### SOURCE INFORMATION
★ ★ ★ ★ ★ ★ ★

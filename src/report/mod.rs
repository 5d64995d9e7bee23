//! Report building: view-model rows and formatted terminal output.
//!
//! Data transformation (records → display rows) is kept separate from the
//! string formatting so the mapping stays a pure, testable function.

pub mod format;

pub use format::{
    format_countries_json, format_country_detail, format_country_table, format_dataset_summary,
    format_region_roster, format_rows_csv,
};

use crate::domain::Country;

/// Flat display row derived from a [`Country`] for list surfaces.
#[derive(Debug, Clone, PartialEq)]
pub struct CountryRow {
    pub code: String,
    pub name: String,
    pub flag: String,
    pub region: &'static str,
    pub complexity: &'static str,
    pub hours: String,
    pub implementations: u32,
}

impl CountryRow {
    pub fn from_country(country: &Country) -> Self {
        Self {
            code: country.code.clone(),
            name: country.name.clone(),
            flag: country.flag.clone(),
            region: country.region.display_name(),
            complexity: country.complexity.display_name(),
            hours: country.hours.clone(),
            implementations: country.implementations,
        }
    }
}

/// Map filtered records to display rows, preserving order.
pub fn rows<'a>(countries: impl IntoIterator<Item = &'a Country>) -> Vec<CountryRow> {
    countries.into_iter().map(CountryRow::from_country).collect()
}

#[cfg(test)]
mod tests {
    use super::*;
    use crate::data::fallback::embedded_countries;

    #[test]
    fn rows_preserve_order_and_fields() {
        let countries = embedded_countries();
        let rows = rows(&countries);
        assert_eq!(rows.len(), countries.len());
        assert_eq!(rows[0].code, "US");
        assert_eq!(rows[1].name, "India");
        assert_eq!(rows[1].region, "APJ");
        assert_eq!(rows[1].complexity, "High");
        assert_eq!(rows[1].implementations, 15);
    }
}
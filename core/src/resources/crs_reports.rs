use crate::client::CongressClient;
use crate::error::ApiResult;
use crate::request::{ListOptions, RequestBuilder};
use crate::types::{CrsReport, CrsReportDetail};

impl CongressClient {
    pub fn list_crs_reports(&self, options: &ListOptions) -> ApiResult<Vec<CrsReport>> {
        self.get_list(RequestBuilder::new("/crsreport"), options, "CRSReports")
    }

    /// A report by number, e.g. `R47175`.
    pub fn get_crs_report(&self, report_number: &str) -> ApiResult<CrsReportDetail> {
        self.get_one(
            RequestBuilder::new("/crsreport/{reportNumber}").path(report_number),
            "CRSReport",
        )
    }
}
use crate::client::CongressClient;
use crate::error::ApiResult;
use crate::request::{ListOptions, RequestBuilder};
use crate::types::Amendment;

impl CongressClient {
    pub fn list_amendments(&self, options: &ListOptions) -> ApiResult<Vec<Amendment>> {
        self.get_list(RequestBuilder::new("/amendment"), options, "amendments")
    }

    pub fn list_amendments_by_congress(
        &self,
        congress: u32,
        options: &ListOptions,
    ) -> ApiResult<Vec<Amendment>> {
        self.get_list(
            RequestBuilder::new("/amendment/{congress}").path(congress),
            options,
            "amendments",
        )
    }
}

★ ★ ★ ★ ★ ★ ★

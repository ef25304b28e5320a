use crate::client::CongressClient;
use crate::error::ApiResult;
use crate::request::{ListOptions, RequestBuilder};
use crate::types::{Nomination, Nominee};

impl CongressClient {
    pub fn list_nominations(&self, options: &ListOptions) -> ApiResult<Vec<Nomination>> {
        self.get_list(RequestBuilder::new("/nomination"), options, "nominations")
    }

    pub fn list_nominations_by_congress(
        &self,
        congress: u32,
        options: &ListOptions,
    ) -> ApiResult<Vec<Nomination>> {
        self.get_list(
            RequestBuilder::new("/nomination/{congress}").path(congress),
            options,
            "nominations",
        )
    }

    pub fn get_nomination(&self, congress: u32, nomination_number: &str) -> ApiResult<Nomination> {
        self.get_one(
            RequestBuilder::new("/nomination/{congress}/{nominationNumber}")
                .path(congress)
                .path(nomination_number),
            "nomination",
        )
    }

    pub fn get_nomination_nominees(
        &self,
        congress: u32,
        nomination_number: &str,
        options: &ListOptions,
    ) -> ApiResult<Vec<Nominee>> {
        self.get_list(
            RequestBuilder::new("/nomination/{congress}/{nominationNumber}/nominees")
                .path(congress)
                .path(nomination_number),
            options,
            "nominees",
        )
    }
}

★ ★ ★ ★ ★ ★ ★

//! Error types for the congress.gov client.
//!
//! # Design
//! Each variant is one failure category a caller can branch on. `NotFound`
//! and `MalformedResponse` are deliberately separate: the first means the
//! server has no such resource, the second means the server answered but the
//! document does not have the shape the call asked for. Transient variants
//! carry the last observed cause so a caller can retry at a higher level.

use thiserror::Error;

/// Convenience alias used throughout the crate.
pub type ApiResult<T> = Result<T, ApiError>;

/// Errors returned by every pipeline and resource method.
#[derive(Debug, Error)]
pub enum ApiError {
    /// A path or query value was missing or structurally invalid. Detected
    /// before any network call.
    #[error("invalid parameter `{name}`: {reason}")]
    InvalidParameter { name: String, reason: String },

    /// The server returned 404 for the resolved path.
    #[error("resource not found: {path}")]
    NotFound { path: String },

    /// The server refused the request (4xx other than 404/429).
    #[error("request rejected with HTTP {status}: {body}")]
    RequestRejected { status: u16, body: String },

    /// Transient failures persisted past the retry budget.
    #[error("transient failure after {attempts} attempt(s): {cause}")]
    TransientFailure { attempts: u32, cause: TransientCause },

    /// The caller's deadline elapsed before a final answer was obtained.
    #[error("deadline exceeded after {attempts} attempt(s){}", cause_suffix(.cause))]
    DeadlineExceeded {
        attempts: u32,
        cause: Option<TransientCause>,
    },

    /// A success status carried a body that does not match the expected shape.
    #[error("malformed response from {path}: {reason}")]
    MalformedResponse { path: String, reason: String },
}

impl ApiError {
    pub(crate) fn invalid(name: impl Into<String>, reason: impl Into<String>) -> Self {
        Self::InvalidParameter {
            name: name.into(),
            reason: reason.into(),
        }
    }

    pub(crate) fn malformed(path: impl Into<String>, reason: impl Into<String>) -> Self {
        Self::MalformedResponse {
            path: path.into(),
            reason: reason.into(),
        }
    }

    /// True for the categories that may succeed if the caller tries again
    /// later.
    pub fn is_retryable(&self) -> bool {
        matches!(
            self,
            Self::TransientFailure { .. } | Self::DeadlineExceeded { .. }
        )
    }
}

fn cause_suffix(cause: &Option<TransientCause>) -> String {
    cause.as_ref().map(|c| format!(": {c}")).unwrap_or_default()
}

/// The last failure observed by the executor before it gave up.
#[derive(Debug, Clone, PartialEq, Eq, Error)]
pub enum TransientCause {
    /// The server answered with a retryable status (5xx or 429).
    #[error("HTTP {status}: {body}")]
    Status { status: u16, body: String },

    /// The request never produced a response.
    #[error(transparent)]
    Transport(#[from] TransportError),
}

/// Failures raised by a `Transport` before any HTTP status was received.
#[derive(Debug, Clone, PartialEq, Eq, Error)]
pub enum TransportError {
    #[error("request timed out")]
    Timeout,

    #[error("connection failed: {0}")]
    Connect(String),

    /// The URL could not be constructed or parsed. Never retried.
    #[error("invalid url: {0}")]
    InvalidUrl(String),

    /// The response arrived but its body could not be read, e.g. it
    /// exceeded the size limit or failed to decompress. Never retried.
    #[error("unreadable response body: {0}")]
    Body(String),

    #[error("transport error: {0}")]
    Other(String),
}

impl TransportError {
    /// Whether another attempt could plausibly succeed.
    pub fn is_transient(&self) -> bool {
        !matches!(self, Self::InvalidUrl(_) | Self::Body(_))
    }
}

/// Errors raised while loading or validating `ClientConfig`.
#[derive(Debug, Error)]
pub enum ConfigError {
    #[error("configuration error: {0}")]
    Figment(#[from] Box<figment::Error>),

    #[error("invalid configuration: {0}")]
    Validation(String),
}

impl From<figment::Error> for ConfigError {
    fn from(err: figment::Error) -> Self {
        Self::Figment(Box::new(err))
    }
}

★ ★ ★ ★ ★ ★ ★

### EXERCISE AIM
Look through the material above and print exactly the lines from the one containing "filename src/report/mod.rs" to the one containing "pub struct CountryRow", both included, and nothing more.

### ANSWER SECTION
filename src/report/mod.rs
repository 5d64995d9e7bee23
//! Report building: view-model rows and formatted terminal output.
//!
//! Data transformation (records → display rows) is kept separate from the
//! string formatting so the mapping stays a pure, testable function.

pub mod format;

pub use format::{
    format_countries_json, format_country_detail, format_country_table, format_dataset_summary,
    format_region_roster, format_rows_csv,
};

use crate::domain::Country;

/// Flat display row derived from a [`Country`] for list surfaces.
#[derive(Debug, Clone, PartialEq)]
pub struct CountryRow {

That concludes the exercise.